Here's how I see the contested seats going:
New Hampshire: Maggie Hassan (D) ousts incumbent Kelly Ayotte (R) Net: Dems +1
North Carolina: Incumbent Richard Burr (R) hangs on against Deborah Ross (D) Net: Dems +1
Pennsylvania: Katie McGinty (D) knocks off incumbent Pat Toomey (R) Net: Dems +2
Illinois: Tammy Duckworth (D) thrashes incumbent Mark Kirk (R) Net: Dems +3
Missouri: Incumbent Roy Blunt (R) fends off Jason Kander (D) Net: Dems +3
Wisconsin: Russ Feingold (D) takes out incumbent Ron Johnson (R) Net: Dems +4
Nevada: Catherine Cortez Masto (D) edges Joe Heck (R), holding the seat of retiring Harry Reid for the Democrats Net: Dems +4
Indiana: Todd Young (R) edges Evan Bayh (D) to hold the seat of retiring Dan Coats for GOP Net: Dems +4
Ohio: Incubent Rob Portman (R) beats Ted Strickland (D) Net: Dems +4
So that gives us a 50-50 Senate, with Democrats in control by virtue of Tim Kaine being vice president. making Chuck Schumer of New York the new Senate Majority Leader.

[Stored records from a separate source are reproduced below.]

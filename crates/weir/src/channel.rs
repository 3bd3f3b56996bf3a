//! Channel shared by task queues and result sinks.
//!
//! A non-zero capacity is a plain bounded `async_channel`. Capacity zero is a
//! handoff: every waiting consumer registers a oneshot slot, and a producer
//! only gives an item away by filling one of those slots. Nothing is accepted
//! while no consumer is waiting.

use crate::error::SendError;
use core::{
    fmt,
    pin::Pin,
    task::{Context, Poll, ready},
};
use futures::Stream;
use portable_atomic::{AtomicUsize, Ordering};
use std::sync::Arc;
use tokio::sync::oneshot;

type Slot<T> = oneshot::Sender<T>;

pub(crate) fn bounded<T>(capacity: usize) -> (Sender<T>, Receiver<T>) {
    let producers = Arc::new(AtomicUsize::new(1));
    if capacity == 0 {
        // Only holds items whose consumer gave up after its slot was filled.
        let (items_tx, items_rx) = async_channel::unbounded();
        let (slots_tx, slots_rx) = async_channel::unbounded();
        let tx = Sender {
            items: items_tx.clone(),
            slots: Some(slots_rx),
            producers,
        };
        let rx = Receiver {
            items: items_rx,
            handoff: Some(Handoff {
                slots: slots_tx,
                orphans: items_tx,
            }),
            pending: None,
        };
        (tx, rx)
    } else {
        let (items_tx, items_rx) = async_channel::bounded(capacity);
        let tx = Sender {
            items: items_tx,
            slots: None,
            producers,
        };
        let rx = Receiver {
            items: items_rx,
            handoff: None,
            pending: None,
        };
        (tx, rx)
    }
}

pub(crate) struct Sender<T> {
    items: async_channel::Sender<T>,
    slots: Option<async_channel::Receiver<Slot<T>>>,
    producers: Arc<AtomicUsize>,
}

impl<T> Sender<T> {
    /// Waits for room (or for a consumer, with a handoff) and sends. Hands
    /// the item back if every consumer has gone away.
    pub(crate) async fn send(&self, item: T) -> Result<(), T> {
        let Some(slots) = &self.slots else {
            return self
                .items
                .send(item)
                .await
                .map_err(|async_channel::SendError(item)| item);
        };

        let mut item = item;
        loop {
            let Ok(slot) = slots.recv().await else {
                return Err(item);
            };
            // A slot whose consumer stopped waiting returns the item.
            match slot.send(item) {
                Ok(()) => return Ok(()),
                Err(back) => item = back,
            }
        }
    }

    pub(crate) fn try_send(&self, item: T) -> Result<(), SendError<T>> {
        let Some(slots) = &self.slots else {
            return self.items.try_send(item).map_err(|e| match e {
                async_channel::TrySendError::Full(item) => SendError::Full(item),
                async_channel::TrySendError::Closed(item) => SendError::Disconnected(item),
            });
        };

        let mut item = item;
        loop {
            match slots.try_recv() {
                Ok(slot) => match slot.send(item) {
                    Ok(()) => return Ok(()),
                    Err(back) => item = back,
                },
                Err(async_channel::TryRecvError::Empty) => return Err(SendError::Full(item)),
                Err(async_channel::TryRecvError::Closed) => {
                    return Err(SendError::Disconnected(item));
                }
            }
        }
    }

    /// Closes the channel. Returns `true` only for the call that closed it.
    pub(crate) fn close(&self) -> bool {
        let Some(slots) = &self.slots else {
            return self.items.close();
        };
        let closed = slots.close();
        // Dropping the registered slots wakes every waiting consumer.
        while slots.try_recv().is_ok() {}
        closed
    }

    pub(crate) fn is_closed(&self) -> bool {
        self.slots
            .as_ref()
            .map_or_else(|| self.items.is_closed(), async_channel::Receiver::is_closed)
    }

    pub(crate) fn len(&self) -> usize {
        self.items.len()
    }

    pub(crate) fn is_empty(&self) -> bool {
        self.items.is_empty()
    }

    pub(crate) fn capacity(&self) -> usize {
        if self.slots.is_some() {
            0
        } else {
            self.items.capacity().unwrap_or(usize::MAX)
        }
    }

    /// Number of live sending handles.
    pub(crate) fn handles(&self) -> usize {
        self.producers.load(Ordering::Acquire)
    }
}

impl<T> Clone for Sender<T> {
    fn clone(&self) -> Self {
        self.producers.fetch_add(1, Ordering::AcqRel);
        Self {
            items: self.items.clone(),
            slots: self.slots.clone(),
            producers: Arc::clone(&self.producers),
        }
    }
}

impl<T> Drop for Sender<T> {
    fn drop(&mut self) {
        if self.producers.fetch_sub(1, Ordering::AcqRel) == 1 {
            self.close();
        }
    }
}

impl<T> fmt::Debug for Sender<T> {
    fn fmt(&self, f: &mut fmt::Formatter<'_>) -> fmt::Result {
        f.debug_struct("Sender")
            .field("capacity", &self.capacity())
            .field("len", &self.len())
            .field("handles", &self.handles())
            .finish_non_exhaustive()
    }
}

struct Handoff<T> {
    slots: async_channel::Sender<Slot<T>>,
    orphans: async_channel::Sender<T>,
}

impl<T> Clone for Handoff<T> {
    fn clone(&self) -> Self {
        Self {
            slots: self.slots.clone(),
            orphans: self.orphans.clone(),
        }
    }
}

/// A registered slot. If its consumer stops waiting after a producer filled
/// it, the item goes back to the channel for the next receive.
struct Pending<T> {
    rx: oneshot::Receiver<T>,
    orphans: async_channel::Sender<T>,
}

impl<T> Drop for Pending<T> {
    fn drop(&mut self) {
        self.rx.close();
        if let Ok(item) = self.rx.try_recv() {
            let _ = self.orphans.try_send(item);
        }
    }
}

pin_project_lite::pin_project! {
    pub(crate) struct Receiver<T> {
        #[pin]
        items: async_channel::Receiver<T>,
        handoff: Option<Handoff<T>>,
        pending: Option<Pending<T>>,
    }
}

impl<T> Receiver<T> {
    pub(crate) async fn recv(&self) -> Option<T> {
        let Some(handoff) = &self.handoff else {
            return self.items.recv().await.ok();
        };
        if let Ok(item) = self.items.try_recv() {
            return Some(item);
        }

        let (slot, rx) = oneshot::channel();
        if handoff.slots.try_send(slot).is_err() {
            return self.items.try_recv().ok();
        }
        let mut pending = Pending {
            rx,
            orphans: handoff.orphans.clone(),
        };
        match (&mut pending.rx).await {
            Ok(item) => Some(item),
            Err(_) => self.items.try_recv().ok(),
        }
    }

    /// Takes an item that is already in the channel. With a handoff this
    /// never waits for a producer.
    pub(crate) fn try_recv(&self) -> Option<T> {
        self.items.try_recv().ok()
    }

    pub(crate) fn is_closed(&self) -> bool {
        self.handoff.as_ref().map_or_else(
            || self.items.is_closed(),
            |handoff| handoff.slots.is_closed(),
        )
    }

    pub(crate) fn is_terminated(&self) -> bool {
        self.is_closed() && self.items.is_empty()
    }

    pub(crate) fn len(&self) -> usize {
        self.items.len()
    }

    pub(crate) fn is_empty(&self) -> bool {
        self.items.is_empty()
    }
}

impl<T> Clone for Receiver<T> {
    fn clone(&self) -> Self {
        Self {
            items: self.items.clone(),
            handoff: self.handoff.clone(),
            pending: None,
        }
    }
}

impl<T> Stream for Receiver<T> {
    type Item = T;

    fn poll_next(self: Pin<&mut Self>, cx: &mut Context<'_>) -> Poll<Option<T>> {
        let this = self.project();
        let Some(handoff) = this.handoff.as_ref() else {
            return this.items.poll_next(cx);
        };

        if this.pending.is_none() {
            if let Ok(item) = this.items.try_recv() {
                return Poll::Ready(Some(item));
            }
            let (slot, rx) = oneshot::channel();
            if handoff.slots.try_send(slot).is_err() {
                return Poll::Ready(this.items.try_recv().ok());
            }
            *this.pending = Some(Pending {
                rx,
                orphans: handoff.orphans.clone(),
            });
        }

        let Some(pending) = this.pending.as_mut() else {
            return Poll::Ready(None);
        };
        let res = ready!(Pin::new(&mut pending.rx).poll(cx));
        *this.pending = None;
        Poll::Ready(res.ok().or_else(|| this.items.try_recv().ok()))
    }

    fn size_hint(&self) -> (usize, Option<usize>) {
        self.items.size_hint()
    }
}

impl<T> fmt::Debug for Receiver<T> {
    fn fmt(&self, f: &mut fmt::Formatter<'_>) -> fmt::Result {
        f.debug_struct("Receiver")
            .field("handoff", &self.handoff.is_some())
            .field("len", &self.len())
            .field("closed", &self.is_closed())
            .finish_non_exhaustive()
    }
}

Ross could beat Burr; Kander could upset Blunt. Either of those would give the Democrats outright control. But Ayotte could also come back and hang on against Hassan, potentially giving the GOP a 51-49 edge.
In the House of Representatives, I believe Democrats will fall far short of the 30 seats they need to win to regain control and make Nancy Pelosi Speaker again. I see them flipping 14-18 seats, narrowing the Republican majority but leaving Paul Ryan as Speaker.
There you have it. Tune in this afternoon and tonight to see how wrong I was. And whether Trump or Clinton will be the new Leader of the Free World. Personally, I love Election Day. It's like Christmas morning for me. I can't wait to open our shiny new president.